## Directions for this task
Print the data that follows exactly.

## Listed records

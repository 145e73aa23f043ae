//! Result records, tally and verdict

use serde::Serialize;
use std::fmt;
use std::time::Duration;

use crate::diagnose;
use crate::error::{FailureKind, ProbeError};
use crate::output::{self, RunOutput};

/// Outcome of one executed check
#[derive(Debug, Clone, Serialize)]
pub struct TestRecord {
    pub test: String,
    pub success: bool,
    #[serde(skip_serializing_if = "Option::is_none")]
    pub details: Option<String>,
    #[serde(skip_serializing_if = "Option::is_none")]
    pub error: Option<String>,
    #[serde(skip_serializing_if = "Option::is_none")]
    pub kind: Option<FailureKind>,
    #[serde(skip_serializing_if = "Option::is_none")]
    pub status: Option<u16>,
    pub elapsed_ms: u64,
    #[serde(skip_serializing_if = "Option::is_none")]
    pub hint: Option<String>,
}

impl TestRecord {
    pub fn passed(test: &str, status: u16, elapsed: Duration) -> Self {
        Self {
            test: test.to_string(),
            success: true,
            details: Some(format!("HTTP {} in {} ms", status, elapsed.as_millis())),
            error: None,
            kind: None,
            status: Some(status),
            elapsed_ms: elapsed.as_millis() as u64,
            hint: None,
        }
    }

    pub fn failed(test: &str, error: &ProbeError, elapsed: Duration) -> Self {
        Self {
            test: test.to_string(),
            success: false,
            details: error.response_text().map(str::to_string),
            error: Some(error.to_string()),
            kind: Some(error.kind()),
            status: error.status(),
            elapsed_ms: elapsed.as_millis() as u64,
            hint: diagnose::hint(error).map(str::to_string),
        }
    }

    pub fn with_details(mut self, details: &str) -> Self {
        self.details = Some(details.to_string());
        self
    }
}

/// A step that was not executed
#[derive(Debug, Clone, Serialize)]
pub struct SkippedStep {
    pub test: String,
    pub reason: String,
}

impl fmt::Display for SkippedStep {
    fn fmt(&self, f: &mut fmt::Formatter<'_>) -> fmt::Result {
        write!(f, "⏭️  {}: {}", self.test, self.reason)
    }
}

/// Qualitative grade of a run
#[derive(Debug, Clone, Copy, PartialEq, Eq, Serialize)]
pub enum Verdict {
    #[serde(rename = "EXCELLENT")]
    Excellent,
    #[serde(rename = "GOOD")]
    Good,
    #[serde(rename = "NEEDS WORK")]
    NeedsWork,
    #[serde(rename = "CRITICAL")]
    Critical,
    #[serde(rename = "NO DATA")]
    NoData,
}

impl Verdict {
    pub fn from_rate(total: usize, success_rate: f64) -> Self {
        if total == 0 {
            Verdict::NoData
        } else if success_rate >= 90.0 {
            Verdict::Excellent
        } else if success_rate >= 75.0 {
            Verdict::Good
        } else if success_rate >= 50.0 {
            Verdict::NeedsWork
        } else {
            Verdict::Critical
        }
    }
}

impl fmt::Display for Verdict {
    fn fmt(&self, f: &mut fmt::Formatter<'_>) -> fmt::Result {
        match self {
            Verdict::Excellent => write!(f, "EXCELLENT"),
            Verdict::Good => write!(f, "GOOD"),
            Verdict::NeedsWork => write!(f, "NEEDS WORK"),
            Verdict::Critical => write!(f, "CRITICAL"),
            Verdict::NoData => write!(f, "NO DATA"),
        }
    }
}

#[derive(Debug, Clone, Serialize)]
pub struct Summary {
    pub total: usize,
    pub passed: usize,
    pub failed: usize,
    pub skipped: usize,
    pub success_rate: f64,
    pub verdict: Verdict,
}

impl Summary {
    pub fn from_records(records: &[TestRecord], skipped: usize) -> Self {
        let total = records.len();
        let passed = records.iter().filter(|r| r.success).count();
        let success_rate = if total == 0 {
            0.0
        } else {
            passed as f64 * 100.0 / total as f64
        };

        Self {
            total,
            passed,
            failed: total - passed,
            skipped,
            success_rate,
            verdict: Verdict::from_rate(total, success_rate),
        }
    }

    /// Whether the run counts as passing at `threshold` percent
    pub fn meets(&self, threshold: f64) -> bool {
        self.total > 0 && self.success_rate >= threshold
    }
}

#[derive(Debug, Clone, Copy, PartialEq, Eq)]
pub enum OutputMode {
    Text,
    Json,
}

/// Collects records in execution order and prints them as they arrive
pub struct Reporter {
    mode: OutputMode,
    records: Vec<TestRecord>,
    skipped: Vec<SkippedStep>,
}

impl Reporter {
    pub fn new(mode: OutputMode) -> Self {
        Self {
            mode,
            records: Vec::new(),
            skipped: Vec::new(),
        }
    }

    pub fn section(&self, title: &str, description: &str) {
        if self.mode == OutputMode::Text {
            if description.is_empty() {
                println!("\n🔍 {}", title);
            } else {
                println!("\n🔍 {}: {}", title, description);
            }
        }
    }

    pub fn log_result(&mut self, record: TestRecord) {
        if self.mode == OutputMode::Text {
            print_record(&record);
        }
        self.records.push(record);
    }

    pub fn log_skip(&mut self, test: &str, reason: &str) {
        let skipped = SkippedStep {
            test: test.to_string(),
            reason: reason.to_string(),
        };
        if self.mode == OutputMode::Text {
            println!("{}", skipped);
        }
        self.skipped.push(skipped);
    }

    #[cfg(test)]
    pub fn records(&self) -> &[TestRecord] {
        &self.records
    }

    #[cfg(test)]
    pub fn skipped(&self) -> &[SkippedStep] {
        &self.skipped
    }

    pub fn summary(&self) -> Summary {
        Summary::from_records(&self.records, self.skipped.len())
    }

    /// Print the final tally and return whether the run passed
    pub fn finish(&self, threshold: f64) -> bool {
        let summary = self.summary();
        let passed = summary.meets(threshold);

        match self.mode {
            OutputMode::Json => output::print_json(&RunOutput {
                records: &self.records,
                skipped: &self.skipped,
                summary: &summary,
                threshold,
                passed,
            }),
            OutputMode::Text => self.print_summary(&summary, threshold, passed),
        }

        passed
    }

    fn print_summary(&self, summary: &Summary, threshold: f64, passed: bool) {
        println!("\n{}", "=".repeat(60));
        println!(
            "Summary: {}/{} checks passed ({:.1}%)",
            summary.passed, summary.total, summary.success_rate
        );
        if summary.skipped > 0 {
            println!("Skipped: {}", summary.skipped);
        }
        println!("Verdict: {}", summary.verdict);

        let failures: Vec<&TestRecord> = self.records.iter().filter(|r| !r.success).collect();
        if !failures.is_empty() {
            println!("\nFailed checks:");
            for record in failures {
                println!(
                    "  ❌ {}: {}",
                    record.test,
                    record.error.as_deref().unwrap_or("failed")
                );
            }
        }

        if passed {
            println!("\n✅ Run passed (threshold {:.0}%)", threshold);
        } else {
            println!("\n❌ Run failed (threshold {:.0}%)", threshold);
        }
    }
}

fn print_record(record: &TestRecord) {
    if record.success {
        match &record.details {
            Some(details) => println!("✅ {} ({})", record.test, details),
            None => println!("✅ {}", record.test),
        }
        return;
    }

    println!(
        "❌ {}: {}",
        record.test,
        record.error.as_deref().unwrap_or("failed")
    );
    if let Some(details) = &record.details {
        println!("   response: {}", details);
    }
    if let Some(hint) = &record.hint {
        println!("   hint: {}", hint);
    }
}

## Your solution
repository 145e73aa23f043ae
//! Result records, tally and verdict

use serde::Serialize;
use std::fmt;
use std::time::Duration;

use crate::diagnose;
use crate::error::{FailureKind, ProbeError};
use crate::output::{self, RunOutput};

/// Outcome of one executed check
#[derive(Debug, Clone, Serialize)]
pub struct TestRecord {
    pub test: String,
    pub success: bool,
    #[serde(skip_serializing_if = "Option::is_none")]
    pub details: Option<String>,
    #[serde(skip_serializing_if = "Option::is_none")]
    pub error: Option<String>,
    #[serde(skip_serializing_if = "Option::is_none")]
    pub kind: Option<FailureKind>,
    #[serde(skip_serializing_if = "Option::is_none")]
    pub status: Option<u16>,
    pub elapsed_ms: u64,
    #[serde(skip_serializing_if = "Option::is_none")]
    pub hint: Option<String>,
}

impl TestRecord {
    pub fn passed(test: &str, status: u16, elapsed: Duration) -> Self {
        Self {
            test: test.to_string(),
            success: true,
            details: Some(format!("HTTP {} in {} ms", status, elapsed.as_millis())),
            error: None,
            kind: None,
            status: Some(status),
            elapsed_ms: elapsed.as_millis() as u64,
            hint: None,
        }
    }

    pub fn failed(test: &str, error: &ProbeError, elapsed: Duration) -> Self {
        Self {
            test: test.to_string(),
            success: false,
            details: error.response_text().map(str::to_string),
            error: Some(error.to_string()),
            kind: Some(error.kind()),
            status: error.status(),
            elapsed_ms: elapsed.as_millis() as u64,
            hint: diagnose::hint(error).map(str::to_string),
        }
    }

    pub fn with_details(mut self, details: &str) -> Self {
        self.details = Some(details.to_string());
        self
    }
}

/// A step that was not executed
#[derive(Debug, Clone, Serialize)]
pub struct SkippedStep {
    pub test: String,
    pub reason: String,
}

impl fmt::Display for SkippedStep {
    fn fmt(&self, f: &mut fmt::Formatter<'_>) -> fmt::Result {
        write!(f, "⏭️  {}: {}", self.test, self.reason)
    }
}

/// Qualitative grade of a run
#[derive(Debug, Clone, Copy, PartialEq, Eq, Serialize)]
pub enum Verdict {
    #[serde(rename = "EXCELLENT")]
    Excellent,
    #[serde(rename = "GOOD")]
    Good,
    #[serde(rename = "NEEDS WORK")]
    NeedsWork,
    #[serde(rename = "CRITICAL")]
    Critical,
    #[serde(rename = "NO DATA")]
    NoData,
}

impl Verdict {
    pub fn from_rate(total: usize, success_rate: f64) -> Self {
        if total == 0 {
            Verdict::NoData
        } else if success_rate >= 90.0 {
            Verdict::Excellent
        } else if success_rate >= 75.0 {
            Verdict::Good
        } else if success_rate >= 50.0 {
            Verdict::NeedsWork
        } else {
            Verdict::Critical
        }
    }
}

impl fmt::Display for Verdict {
    fn fmt(&self, f: &mut fmt::Formatter<'_>) -> fmt::Result {
        match self {
            Verdict::Excellent => write!(f, "EXCELLENT"),
            Verdict::Good => write!(f, "GOOD"),
            Verdict::NeedsWork => write!(f, "NEEDS WORK"),
            Verdict::Critical => write!(f, "CRITICAL"),
            Verdict::NoData => write!(f, "NO DATA"),
        }
    }
}

#[derive(Debug, Clone, Serialize)]
pub struct Summary {
    pub total: usize,
    pub passed: usize,
    pub failed: usize,
    pub skipped: usize,
    pub success_rate: f64,
    pub verdict: Verdict,
}

impl Summary {
    pub fn from_records(records: &[TestRecord], skipped: usize) -> Self {
        let total = records.len();
        let passed = records.iter().filter(|r| r.success).count();
        let success_rate = if total == 0 {
            0.0
        } else {
            passed as f64 * 100.0 / total as f64
        };

        Self {
            total,
            passed,
            failed: total - passed,
            skipped,
            success_rate,
            verdict: Verdict::from_rate(total, success_rate),
        }
    }

    /// Whether the run counts as passing at `threshold` percent
    pub fn meets(&self, threshold: f64) -> bool {
        self.total > 0 && self.success_rate >= threshold
    }
}

#[derive(Debug, Clone, Copy, PartialEq, Eq)]
pub enum OutputMode {
    Text,
    Json,
}

/// Collects records in execution order and prints them as they arrive
pub struct Reporter {
    mode: OutputMode,
    records: Vec<TestRecord>,
    skipped: Vec<SkippedStep>,
}

impl Reporter {
    pub fn new(mode: OutputMode) -> Self {
        Self {
            mode,
            records: Vec::new(),
            skipped: Vec::new(),
        }
    }

    pub fn section(&self, title: &str, description: &str) {
        if self.mode == OutputMode::Text {
            if description.is_empty() {
                println!("\n🔍 {}", title);
            } else {
                println!("\n🔍 {}: {}", title, description);
            }
        }
    }

    pub fn log_result(&mut self, record: TestRecord) {
        if self.mode == OutputMode::Text {
            print_record(&record);
        }
        self.records.push(record);
    }

    pub fn log_skip(&mut self, test: &str, reason: &str) {
        let skipped = SkippedStep {
            test: test.to_string(),
            reason: reason.to_string(),
        };
        if self.mode == OutputMode::Text {
            println!("{}", skipped);
        }
        self.skipped.push(skipped);
    }

    #[cfg(test)]
    pub fn records(&self) -> &[TestRecord] {
        &self.records
    }

    #[cfg(test)]
    pub fn skipped(&self) -> &[SkippedStep] {
        &self.skipped
    }

    pub fn summary(&self) -> Summary {
        Summary::from_records(&self.records, self.skipped.len())
    }

    /// Print the final tally and return whether the run passed
    pub fn finish(&self, threshold: f64) -> bool {
        let summary = self.summary();
        let passed = summary.meets(threshold);

        match self.mode {
            OutputMode::Json => output::print_json(&RunOutput {
                records: &self.records,
                skipped: &self.skipped,
                summary: &summary,
                threshold,
                passed,
            }),
            OutputMode::Text => self.print_summary(&summary, threshold, passed),
        }

        passed
    }

    fn print_summary(&self, summary: &Summary, threshold: f64, passed: bool) {
        println!("\n{}", "=".repeat(60));
        println!(
            "Summary: {}/{} checks passed ({:.1}%)",
            summary.passed, summary.total, summary.success_rate
        );
        if summary.skipped > 0 {
            println!("Skipped: {}", summary.skipped);
        }
        println!("Verdict: {}", summary.verdict);

        let failures: Vec<&TestRecord> = self.records.iter().filter(|r| !r.success).collect();
        if !failures.is_empty() {
            println!("\nFailed checks:");
            for record in failures {
                println!(
                    "  ❌ {}: {}",
                    record.test,
                    record.error.as_deref().unwrap_or("failed")
                );
            }
        }

        if passed {
            println!("\n✅ Run passed (threshold {:.0}%)", threshold);
        } else {
            println!("\n❌ Run failed (threshold {:.0}%)", threshold);
        }
    }
}

fn print_record(record: &TestRecord) {
    if record.success {
        match &record.details {
            Some(details) => println!("✅ {} ({})", record.test, details),
            None => println!("✅ {}", record.test),
        }
        return;
    }

    println!(
        "❌ {}: {}",
        record.test,
        record.error.as_deref().unwrap_or("failed")
    );
    if let Some(details) = &record.details {
        println!("   response: {}", details);
    }
    if let Some(hint) = &record.hint {
        println!("   hint: {}", hint);
    }
}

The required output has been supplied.